I agree with this statement in general, just not in this specific case. I *am* relatively new to Shadowrun, though with a lot of GM experience, and I didn't feel like I could GM a Shadowrun game until I read New Seattle. I mean I could do infiltrations through the world, and keep very local adventures, but I really wanted maps and stuff to run car chases and I wanted to be able to show how places change depending on where you go and I love the fact that I have a general location for where each contact is and an idea of how to make that place different/special. I also have solid reasons why you do *not* take runs Downtown as a rookie solo op.

I found the whole listing of restaurants and conventional stuff to be useless and I skipped most of it. What I really wanted were the maps and descriptions of the various neighborhoods, if, for no other reasons, my players could now take Knowledge Skills in various aspects of Seattle, like Knowledge(Redmond), for example. There are other apsects beyond geography, too.

I would have preferred a lot less focus on "conventional" stuff like hotels and restaurants, and more focus on Seattle landmarks, and places of importance to a Shadowrun GM. For example, I had to start a thread on dumpshock about where the docks in Seattle were so that I could get a conceptual picture of how my Shadowrun was going to go as they move through various parts of the city. I figured with all the talk about Seattle smuggling, and smuggling being a whole run type, there would have been some "smuggling" section to help setup those kind of runs. Perhaps a few examples of "senstitive" common Shadowrun areas and descriptions, as opposed to, you know, the burger joint.

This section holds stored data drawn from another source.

//! Drift relaxation of the RBF centers.
//!
//! ## Purpose
//!
//! Evenly spaced centers can still cluster in embedding space when the series
//! revisits the same region. This module spreads them with a fixed number of
//! electrostatic-style repulsion sweeps.
//!
//! ## Design notes
//!
//! * **Sequential sweep**: Centers are updated in place one after another, so
//!   later centers in a sweep see the already moved earlier ones.
//! * **Unit step**: The force on a center is rescaled to length [`DRIFT_STEP`].
//! * **Coordinate-wise containment**: A coordinate only moves if it stays
//!   strictly inside `(DRIFT_LOWER, DRIFT_UPPER)`.
//! * **Coincident pairs**: A zero coordinate difference contributes no force.
//!   A center with zero net force is left where it is.
//!
//! ## Key concepts
//!
//! * **Force**: Per coordinate `j`, the force on center `i` is
//!
//! ```text
//! F_j = Σ_{k≠i} sign(c_ij − c_kj) / |c_ij − c_kj|
//! ```
//!
//! ## Invariants
//!
//! * Every coordinate inside `[DRIFT_LOWER, DRIFT_UPPER]` before relaxation is
//!   still inside afterwards.
//! * Deterministic for a given initial center set.

// External dependencies
use num_traits::Float;

// Internal dependencies
use crate::primitives::centers::CenterSet;

/// Number of relaxation sweeps.
pub const DRIFT_ITERATIONS: usize = 20;

/// Length of one relaxation move in normalized units.
pub const DRIFT_STEP: f64 = 0.01;

/// Exclusive lower bound of the padded unit box.
pub const DRIFT_LOWER: f64 = -0.1;

/// Exclusive upper bound of the padded unit box.
pub const DRIFT_UPPER: f64 = 1.1;

// ============================================================================
// Drift Relaxer
// ============================================================================

/// Summary of one relaxation run.
#[derive(Debug, Clone, Copy, Default, PartialEq, Eq)]
pub struct DriftReport {
    /// Coordinate pairs skipped because they coincided.
    pub coincident_skips: usize,
    /// Moves skipped because the net force on a center vanished.
    pub stalled_moves: usize,
}

/// Pairwise repulsion of centers inside the padded unit box.
pub struct DriftRelaxer;

impl DriftRelaxer {
    /// Run [`DRIFT_ITERATIONS`] sweeps over `centers`.
    pub fn relax<T: Float>(centers: &mut CenterSet<T>) -> DriftReport {
        Self::relax_with(centers, DRIFT_ITERATIONS)
    }

    /// Run `iterations` sweeps over `centers`.
    pub fn relax_with<T: Float>(centers: &mut CenterSet<T>, iterations: usize) -> DriftReport {
        let mut report = DriftReport::default();
        let n = centers.len();
        let dim = centers.dimension();
        if n < 2 || dim == 0 {
            return report;
        }

        let step_len = T::from(DRIFT_STEP).unwrap_or(T::zero());
        let lower = T::from(DRIFT_LOWER).unwrap_or(T::zero());
        let upper = T::from(DRIFT_UPPER).unwrap_or(T::one());

        // Reused per center: one force component per coordinate.
        let mut force = vec![T::zero(); dim];

        for _ in 0..iterations {
            for i in 0..n {
                force.iter_mut().for_each(|f| *f = T::zero());

                for k in 0..n {
                    if k == i {
                        continue;
                    }
                    let (ci, ck) = (centers.center(i), centers.center(k));
                    for (f, (&a, &b)) in force.iter_mut().zip(ci.iter().zip(ck.iter())) {
                        let h = a - b;
                        if h == T::zero() {
                            report.coincident_skips += 1;
                            continue;
                        }
                        *f = *f + h.signum() / h.abs();
                    }
                }

                let norm = force
                    .iter()
                    .fold(T::zero(), |acc, &f| acc + f * f)
                    .sqrt();
                if norm == T::zero() || !norm.is_finite() {
                    report.stalled_moves += 1;
                    continue;
                }

                let step = step_len / norm;
                for (coord, &f) in centers.center_mut(i).iter_mut().zip(force.iter()) {
                    let moved = *coord + step * f;
                    if moved > lower && moved < upper {
                        *coord = moved;
                    }
                }
            }
        }

        if report.coincident_skips > 0 || report.stalled_moves > 0 {
            log::debug!(
                "Drift relaxation skipped {} coincident pairs and {} zero-force moves",
                report.coincident_skips,
                report.stalled_moves
            );
        }

        report
    }
}
//! Storage for RBF centers.
//!
//! Centers live in the normalized embedding space and are stored row-major in
//! a single flat buffer: center `i` occupies `data[i * dimension..(i + 1) * dimension]`.

// Feature-gated imports
#[cfg(not(feature = "std"))]
use alloc::vec::Vec;
#[cfg(feature = "std")]
use std::vec::Vec;

// External dependencies
use core::slice::{ChunksExact, ChunksExactMut};
use num_traits::Float;

/// An ordered set of equally sized center vectors.
#[derive(Debug, Clone, PartialEq)]
pub struct CenterSet<T> {
    data: Vec<T>,
    dimension: usize,
}

impl<T: Float> CenterSet<T> {
    /// Create `count` centers of the given dimension, all at the origin.
    pub fn zeros(count: usize, dimension: usize) -> Self {
        Self {
            data: vec![T::zero(); count * dimension],
            dimension,
        }
    }

    /// Wrap a flat row-major buffer.
    ///
    /// # Panics
    ///
    /// Panics if `dimension` is zero or does not divide `data.len()`.
    pub fn from_flat(data: Vec<T>, dimension: usize) -> Self {
        assert!(dimension > 0, "center dimension must be positive");
        assert_eq!(
            data.len() % dimension,
            0,
            "flat center buffer length must be divisible by dimension"
        );
        Self { data, dimension }
    }

    /// Number of centers.
    #[inline]
    pub fn len(&self) -> usize {
        if self.dimension == 0 {
            0
        } else {
            self.data.len() / self.dimension
        }
    }

    /// Whether the set holds no centers.
    #[inline]
    pub fn is_empty(&self) -> bool {
        self.data.is_empty()
    }

    /// Dimension of every center.
    #[inline]
    pub fn dimension(&self) -> usize {
        self.dimension
    }

    /// Center `i`.
    #[inline]
    pub fn center(&self, i: usize) -> &[T] {
        let start = i * self.dimension;
        &self.data[start..start + self.dimension]
    }

    /// Mutable access to center `i`.
    #[inline]
    pub fn center_mut(&mut self, i: usize) -> &mut [T] {
        let start = i * self.dimension;
        &mut self.data[start..start + self.dimension]
    }

    /// Iterate over centers in order.
    #[inline]
    pub fn iter(&self) -> ChunksExact<'_, T> {
        self.data.chunks_exact(self.dimension)
    }

    /// Iterate mutably over centers in order.
    #[inline]
    pub fn iter_mut(&mut self) -> ChunksExactMut<'_, T> {
        self.data.chunks_exact_mut(self.dimension)
    }

    /// Flat row-major view of all coordinates.
    #[inline]
    pub fn as_flat(&self) -> &[T] {
        &self.data
    }

    /// Consume the set and return the flat buffer.
    #[inline]
    pub fn into_flat(self) -> Vec<T> {
        self.data
    }

    /// Whether two distinct centers share exactly the same coordinates.
    pub fn has_coincident(&self) -> bool {
        let n = self.len();
        (0..n).any(|i| (i + 1..n).any(|k| self.center(i) == self.center(k)))
    }
}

But overall, I consider New Seattle almost required reading.
Whereas Corporate Download, I feel, isn't necessary for a newbie GM or player because its just too much information with too little use; the basic descriptions of corporations in SR4 are so much better to get started with.
Demonseed Elite
QUOTE (cetiah @ Jan 26 2007, 11:50 AM)
I found the whole listing of restaurants and conventional stuff to be useless and I skipped most of it.  What I really wanted were the maps and descriptions of the various neighborhoods, if, for no other reasons, my players could now take Knowledge Skills in various aspects of Seattle, like Knowledge(Redmond), for example.  There are other apsects beyond geography, too.

I totally understand the desire for more maps. Again, this is something the authors actually wanted, but it just couldn't be done (in the book, at least, I still feel we should have more on the website).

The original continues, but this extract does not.